Predicting with custom dataloader overwrites "predict_dataloader()" method of module #8868

@OlfwayAdbayIgbay

Description

@OlfwayAdbayIgbay

🐛 Bug

When predicting using trainer.predict(module,DataLoader(my_dataset)), the trainer will overwrite the "predict_dataloader()" method of "module".

To Reproduce

import torch
from torch.utils.data import Dataset, DataLoader, TensorDataset
from torch.nn import MSELoss, Linear, ReLU
import pytorch_lightning as pl
from pytorch_lightning.loggers import NeptuneLogger



class TestDataset(Dataset):
    def __init__(self, length = 100):
        self.length = length

    def __len__(self):
        return self.length

    def __getitem__(self, item):
        return torch.tensor(item).float(), torch.tensor(item**2).float()

tensor_dataset = TensorDataset(torch.tensor(torch.linspace(1,100)),
                               torch.tensor(torch.linspace(1,100**2)))

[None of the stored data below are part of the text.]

use prometheus::{Encoder, Histogram, HistogramOpts, IntCounterVec, Opts, Registry, TextEncoder};

/// Query counters and latency, registered on a registry owned by the server.
#[derive(Clone)]
pub struct Metrics {
    registry: Registry,
    queries_total: IntCounterVec,
    query_duration: Histogram,
}

impl Metrics {
    pub fn new() -> prometheus::Result<Self> {
        let registry = Registry::new();

        let queries_total = IntCounterVec::new(
            Opts::new("retriever_queries_total", "Query tool calls by outcome"),
            &["outcome"],
        )?;
        let query_duration = Histogram::with_opts(
            HistogramOpts::new(
                "retriever_query_duration_seconds",
                "End-to-end query latency, embedding plus search",
            )
            .buckets(vec![0.01, 0.05, 0.1, 0.25, 0.5, 1.0, 2.5, 5.0, 10.0, 30.0, 60.0]),
        )?;

        registry.register(Box::new(queries_total.clone()))?;
        registry.register(Box::new(query_duration.clone()))?;

        Ok(Self {
            registry,
            queries_total,
            query_duration,
        })
    }

    /// `outcome` is "ok" or an error kind.
    pub fn observe(&self, outcome: &str, seconds: f64) {
        self.queries_total.with_label_values(&[outcome]).inc();
        self.query_duration.observe(seconds);
    }

    pub fn render(&self) -> prometheus::Result<(Vec<u8>, String)> {
        let encoder = TextEncoder::new();
        let metric_families = self.registry.gather();
        let mut buffer = vec![];
        encoder.encode(&metric_families, &mut buffer)?;
        Ok((buffer, encoder.format_type().to_string()))
    }
}

#[cfg(test)]
mod tests {
    use super::*;

    #[test]
    fn renders_observed_outcomes() {
        let metrics = Metrics::new().unwrap();
        metrics.observe("ok", 0.2);
        metrics.observe("collection_not_found", 0.01);

        let (body, content_type) = metrics.render().unwrap();
        let text = String::from_utf8(body).unwrap();
        assert!(content_type.starts_with("text/plain"));
        assert!(text.contains(r#"retriever_queries_total{outcome="ok"} 1"#));
        assert!(text.contains(r#"retriever_queries_total{outcome="collection_not_found"} 1"#));
        assert!(text.contains("retriever_query_duration_seconds_count 2"));
    }
}
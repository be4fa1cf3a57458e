use thiserror::Error;
use warp::http::StatusCode;
use warp::{reject::Reject, Rejection, Reply};

pub type Result<T> = std::result::Result<T, RetrieverError>;

#[derive(Error, Debug)]
pub enum RetrieverError {
    #[error("collection does not exist: {0}")]
    CollectionNotFound(String),

    #[error("Embedding service error: {0}")]
    EmbeddingService(String),

    #[error("Vector store unavailable: {0}")]
    StoreUnavailable(String),

    #[error("Search channel error: {0}")]
    Channel(String),

    #[error("Operation timed out: {0}")]
    Timeout(String),

    #[error("Request cancelled")]
    Cancelled,

    #[error("Invalid request: {0}")]
    InvalidRequest(String),
}

impl RetrieverError {
    /// Short machine-readable kind, used as a metrics label and in error bodies.
    pub fn kind(&self) -> &'static str {
        match self {
            RetrieverError::CollectionNotFound(_) => "collection_not_found",
            RetrieverError::EmbeddingService(_) => "embedding_service_error",
            RetrieverError::StoreUnavailable(_) => "store_unavailable",
            RetrieverError::Channel(_) => "channel_error",
            RetrieverError::Timeout(_) => "timeout",
            RetrieverError::Cancelled => "cancelled",
            RetrieverError::InvalidRequest(_) => "invalid_request",
        }
    }

    pub fn status_code(&self) -> StatusCode {
        match self {
            RetrieverError::CollectionNotFound(_) => StatusCode::NOT_FOUND,
            RetrieverError::EmbeddingService(_) => StatusCode::BAD_GATEWAY,
            RetrieverError::StoreUnavailable(_) => StatusCode::SERVICE_UNAVAILABLE,
            RetrieverError::Channel(_) | RetrieverError::InvalidRequest(_) => StatusCode::BAD_REQUEST,
            RetrieverError::Timeout(_) => StatusCode::GATEWAY_TIMEOUT,
            // nginx's "client closed request"; the caller is usually gone by now
            RetrieverError::Cancelled => {
                StatusCode::from_u16(499).unwrap_or(StatusCode::INTERNAL_SERVER_ERROR)
            }
        }
    }
}

impl Reject for RetrieverError {}

pub async fn handle_rejection(err: Rejection) -> std::result::Result<impl Reply, Rejection> {
    if let Some(api_err) = err.find::<RetrieverError>() {
        let json = warp::reply::json(&serde_json::json!({
            "error": api_err.kind(),
            "details": api_err.to_string(),
        }));

        Ok(warp::reply::with_status(json, api_err.status_code()))
    } else if let Some(body_err) = err.find::<warp::filters::body::BodyDeserializeError>() {
        let json = warp::reply::json(&serde_json::json!({
            "error": "invalid_request",
            "details": body_err.to_string(),
        }));

        Ok(warp::reply::with_status(json, StatusCode::BAD_REQUEST))
    } else {
        Err(err)
    }
}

class Module(pl.LightningModule):
    def __init__(self):
        super(Module,self).__init__()
        self.criterion = MSELoss()
        self.dataset = TestDataset()
        self.layers = torch.nn.Sequential(Linear(1, 5), ReLU(),
                                          Linear(5, 5), ReLU(),
                                          Linear(5, 5), ReLU(),
                                          Linear(5, 1))

    def forward(self, x):
        return self.layers(self.layers(x.view(x.shape[0], -1)))

    def training_step(self, batch, batch_idx):
        x, y = batch
        train_loss = self.criterion(self(x), y)
        self.log("train_loss", train_loss, on_step=False, on_epoch=True)
        return train_loss

    def predict_step(self, batch, batch_idx, dataloader_ix):
        x, y = batch
        train_loss = self.criterion(self(x), y)
        return train_loss

    def train_dataloader(self):
        return DataLoader(self.dataset,batch_size=10)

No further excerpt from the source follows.